Dataset entries:
======
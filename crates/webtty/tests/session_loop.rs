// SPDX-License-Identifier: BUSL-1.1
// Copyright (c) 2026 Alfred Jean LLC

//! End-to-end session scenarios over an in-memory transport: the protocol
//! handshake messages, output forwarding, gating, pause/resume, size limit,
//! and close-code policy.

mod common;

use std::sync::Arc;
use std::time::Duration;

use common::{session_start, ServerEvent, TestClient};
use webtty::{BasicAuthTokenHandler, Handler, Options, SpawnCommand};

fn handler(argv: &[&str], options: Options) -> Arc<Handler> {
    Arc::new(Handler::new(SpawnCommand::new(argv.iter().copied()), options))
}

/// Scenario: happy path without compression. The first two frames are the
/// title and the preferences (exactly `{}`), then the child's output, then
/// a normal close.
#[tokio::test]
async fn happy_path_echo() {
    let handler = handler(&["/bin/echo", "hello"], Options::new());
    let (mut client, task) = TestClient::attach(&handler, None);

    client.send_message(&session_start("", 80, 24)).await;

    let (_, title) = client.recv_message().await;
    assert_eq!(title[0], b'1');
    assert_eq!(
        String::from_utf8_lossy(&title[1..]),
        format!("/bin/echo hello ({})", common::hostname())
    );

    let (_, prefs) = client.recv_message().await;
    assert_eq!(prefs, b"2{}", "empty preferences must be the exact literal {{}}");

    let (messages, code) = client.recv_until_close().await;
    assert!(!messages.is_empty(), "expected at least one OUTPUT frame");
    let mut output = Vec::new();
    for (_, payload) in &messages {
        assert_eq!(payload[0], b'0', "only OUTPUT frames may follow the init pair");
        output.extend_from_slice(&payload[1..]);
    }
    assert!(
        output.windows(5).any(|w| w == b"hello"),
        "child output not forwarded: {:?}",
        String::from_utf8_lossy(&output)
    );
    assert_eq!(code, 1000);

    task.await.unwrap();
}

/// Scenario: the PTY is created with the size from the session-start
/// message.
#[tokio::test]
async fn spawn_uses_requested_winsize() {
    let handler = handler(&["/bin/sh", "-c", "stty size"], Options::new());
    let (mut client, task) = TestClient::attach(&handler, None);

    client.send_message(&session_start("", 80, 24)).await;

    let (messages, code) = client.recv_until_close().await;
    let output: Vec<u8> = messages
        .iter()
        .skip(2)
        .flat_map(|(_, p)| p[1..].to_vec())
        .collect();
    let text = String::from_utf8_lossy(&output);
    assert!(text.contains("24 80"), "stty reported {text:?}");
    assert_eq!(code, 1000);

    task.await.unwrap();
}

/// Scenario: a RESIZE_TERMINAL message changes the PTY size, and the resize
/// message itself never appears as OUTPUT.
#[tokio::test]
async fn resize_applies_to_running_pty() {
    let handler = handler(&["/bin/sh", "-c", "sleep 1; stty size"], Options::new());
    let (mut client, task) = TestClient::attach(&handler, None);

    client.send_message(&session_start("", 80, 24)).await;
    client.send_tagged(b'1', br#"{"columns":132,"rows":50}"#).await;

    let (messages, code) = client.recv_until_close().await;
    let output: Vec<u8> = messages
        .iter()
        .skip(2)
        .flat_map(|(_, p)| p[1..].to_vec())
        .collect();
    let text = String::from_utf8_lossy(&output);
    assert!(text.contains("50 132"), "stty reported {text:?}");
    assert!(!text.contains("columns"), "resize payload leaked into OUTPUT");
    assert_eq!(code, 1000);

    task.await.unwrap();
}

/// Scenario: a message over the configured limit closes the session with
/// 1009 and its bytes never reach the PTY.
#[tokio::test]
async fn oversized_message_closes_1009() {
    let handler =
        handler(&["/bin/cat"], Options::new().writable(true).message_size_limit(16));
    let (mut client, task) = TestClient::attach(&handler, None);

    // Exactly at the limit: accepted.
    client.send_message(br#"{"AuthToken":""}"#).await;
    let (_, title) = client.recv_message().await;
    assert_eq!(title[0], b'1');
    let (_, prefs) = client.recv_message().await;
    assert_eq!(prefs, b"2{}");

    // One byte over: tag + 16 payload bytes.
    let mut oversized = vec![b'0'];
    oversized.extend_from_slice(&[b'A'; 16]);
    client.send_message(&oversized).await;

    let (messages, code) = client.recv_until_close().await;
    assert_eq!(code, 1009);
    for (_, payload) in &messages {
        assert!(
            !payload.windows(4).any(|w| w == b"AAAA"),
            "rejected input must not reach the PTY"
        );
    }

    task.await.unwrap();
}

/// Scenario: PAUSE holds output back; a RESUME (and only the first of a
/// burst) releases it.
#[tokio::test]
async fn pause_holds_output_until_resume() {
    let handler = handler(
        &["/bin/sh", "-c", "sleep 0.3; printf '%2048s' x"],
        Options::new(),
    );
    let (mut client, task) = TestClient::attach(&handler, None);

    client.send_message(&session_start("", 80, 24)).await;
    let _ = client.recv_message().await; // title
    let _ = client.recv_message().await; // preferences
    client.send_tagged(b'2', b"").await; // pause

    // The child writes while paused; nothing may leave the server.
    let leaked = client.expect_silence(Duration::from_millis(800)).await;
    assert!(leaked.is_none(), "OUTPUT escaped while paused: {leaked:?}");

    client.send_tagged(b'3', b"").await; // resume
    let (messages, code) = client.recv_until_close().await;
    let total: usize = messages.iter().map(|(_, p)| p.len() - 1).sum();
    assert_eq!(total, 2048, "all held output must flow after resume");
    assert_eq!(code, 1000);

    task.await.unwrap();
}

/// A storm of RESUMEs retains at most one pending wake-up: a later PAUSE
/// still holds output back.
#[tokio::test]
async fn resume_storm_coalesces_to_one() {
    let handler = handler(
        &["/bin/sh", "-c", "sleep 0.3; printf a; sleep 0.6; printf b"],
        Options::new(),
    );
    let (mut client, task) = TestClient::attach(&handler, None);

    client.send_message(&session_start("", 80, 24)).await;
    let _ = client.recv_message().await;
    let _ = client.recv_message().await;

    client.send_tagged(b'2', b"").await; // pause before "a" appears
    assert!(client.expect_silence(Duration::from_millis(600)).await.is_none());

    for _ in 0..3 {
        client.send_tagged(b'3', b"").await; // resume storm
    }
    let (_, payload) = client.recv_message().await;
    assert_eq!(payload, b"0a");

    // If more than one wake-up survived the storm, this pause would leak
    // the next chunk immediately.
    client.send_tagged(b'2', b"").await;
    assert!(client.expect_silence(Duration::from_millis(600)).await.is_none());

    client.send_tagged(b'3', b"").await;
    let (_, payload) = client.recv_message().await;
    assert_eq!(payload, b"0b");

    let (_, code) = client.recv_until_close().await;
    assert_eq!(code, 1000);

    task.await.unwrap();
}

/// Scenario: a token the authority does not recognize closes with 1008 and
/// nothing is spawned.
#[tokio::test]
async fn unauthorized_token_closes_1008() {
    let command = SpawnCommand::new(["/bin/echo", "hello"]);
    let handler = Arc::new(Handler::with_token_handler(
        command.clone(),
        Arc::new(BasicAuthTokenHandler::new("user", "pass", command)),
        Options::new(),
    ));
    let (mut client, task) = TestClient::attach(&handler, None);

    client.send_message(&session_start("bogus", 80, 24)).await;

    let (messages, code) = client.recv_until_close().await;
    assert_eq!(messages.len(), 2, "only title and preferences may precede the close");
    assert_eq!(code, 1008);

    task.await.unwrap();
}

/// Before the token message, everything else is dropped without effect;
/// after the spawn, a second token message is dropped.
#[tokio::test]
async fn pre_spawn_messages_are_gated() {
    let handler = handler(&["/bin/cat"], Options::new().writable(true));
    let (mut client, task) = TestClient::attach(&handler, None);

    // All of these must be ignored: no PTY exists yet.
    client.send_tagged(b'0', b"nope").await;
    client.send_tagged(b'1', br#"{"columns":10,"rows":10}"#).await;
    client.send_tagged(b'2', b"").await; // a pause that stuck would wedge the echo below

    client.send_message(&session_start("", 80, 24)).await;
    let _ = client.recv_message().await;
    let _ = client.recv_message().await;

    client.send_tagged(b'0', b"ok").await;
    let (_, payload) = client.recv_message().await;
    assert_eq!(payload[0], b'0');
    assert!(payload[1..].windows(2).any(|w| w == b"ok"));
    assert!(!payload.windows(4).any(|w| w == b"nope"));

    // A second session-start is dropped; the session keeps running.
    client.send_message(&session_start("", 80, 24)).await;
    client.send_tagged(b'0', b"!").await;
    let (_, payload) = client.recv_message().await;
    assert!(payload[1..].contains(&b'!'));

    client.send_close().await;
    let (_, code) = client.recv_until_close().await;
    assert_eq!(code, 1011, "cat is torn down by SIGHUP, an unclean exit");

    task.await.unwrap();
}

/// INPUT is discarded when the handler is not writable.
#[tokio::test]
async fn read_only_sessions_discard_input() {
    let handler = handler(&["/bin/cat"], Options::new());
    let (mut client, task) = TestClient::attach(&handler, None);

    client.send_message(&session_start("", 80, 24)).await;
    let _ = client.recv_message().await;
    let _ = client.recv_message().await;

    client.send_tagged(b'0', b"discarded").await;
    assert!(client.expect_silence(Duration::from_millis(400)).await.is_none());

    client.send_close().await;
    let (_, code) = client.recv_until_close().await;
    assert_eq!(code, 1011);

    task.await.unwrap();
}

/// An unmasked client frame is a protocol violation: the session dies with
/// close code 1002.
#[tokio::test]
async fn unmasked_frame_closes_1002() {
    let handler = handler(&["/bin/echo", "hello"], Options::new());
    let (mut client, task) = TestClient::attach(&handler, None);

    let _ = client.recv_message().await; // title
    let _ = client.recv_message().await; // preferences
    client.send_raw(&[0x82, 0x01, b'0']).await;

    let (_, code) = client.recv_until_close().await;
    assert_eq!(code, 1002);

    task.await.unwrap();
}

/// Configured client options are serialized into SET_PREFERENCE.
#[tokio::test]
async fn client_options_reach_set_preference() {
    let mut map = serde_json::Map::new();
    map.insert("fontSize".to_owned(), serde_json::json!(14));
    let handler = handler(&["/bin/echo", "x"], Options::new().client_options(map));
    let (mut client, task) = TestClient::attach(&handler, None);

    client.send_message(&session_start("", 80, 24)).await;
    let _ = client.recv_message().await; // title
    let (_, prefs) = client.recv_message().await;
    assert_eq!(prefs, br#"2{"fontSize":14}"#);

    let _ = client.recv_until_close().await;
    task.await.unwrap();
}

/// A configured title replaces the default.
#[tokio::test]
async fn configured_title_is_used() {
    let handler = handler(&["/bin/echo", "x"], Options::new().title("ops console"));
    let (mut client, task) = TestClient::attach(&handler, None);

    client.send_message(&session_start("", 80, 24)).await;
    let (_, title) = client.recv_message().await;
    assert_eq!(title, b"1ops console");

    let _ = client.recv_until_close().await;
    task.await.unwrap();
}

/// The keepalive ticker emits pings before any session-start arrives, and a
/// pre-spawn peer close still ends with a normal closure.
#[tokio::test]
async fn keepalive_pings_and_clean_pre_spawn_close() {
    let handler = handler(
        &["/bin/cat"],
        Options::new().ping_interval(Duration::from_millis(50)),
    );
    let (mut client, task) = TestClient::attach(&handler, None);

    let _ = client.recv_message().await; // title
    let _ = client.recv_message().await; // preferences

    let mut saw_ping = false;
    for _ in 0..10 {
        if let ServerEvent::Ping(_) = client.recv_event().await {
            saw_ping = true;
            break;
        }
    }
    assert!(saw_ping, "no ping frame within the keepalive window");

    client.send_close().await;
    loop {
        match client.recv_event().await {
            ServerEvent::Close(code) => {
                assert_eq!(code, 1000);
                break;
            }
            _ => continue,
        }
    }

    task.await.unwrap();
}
======
* [EXERCISE BRIEF]:
Copy each line from the data above that includes "columns".

* [EXERCISE SOLUTION]:
    client.send_tagged(b'1', br#"{"columns":132,"rows":50}"#).await;
    assert!(!text.contains("columns"), "resize payload leaked into OUTPUT");
    client.send_tagged(b'1', br#"{"columns":10,"rows":10}"#).await;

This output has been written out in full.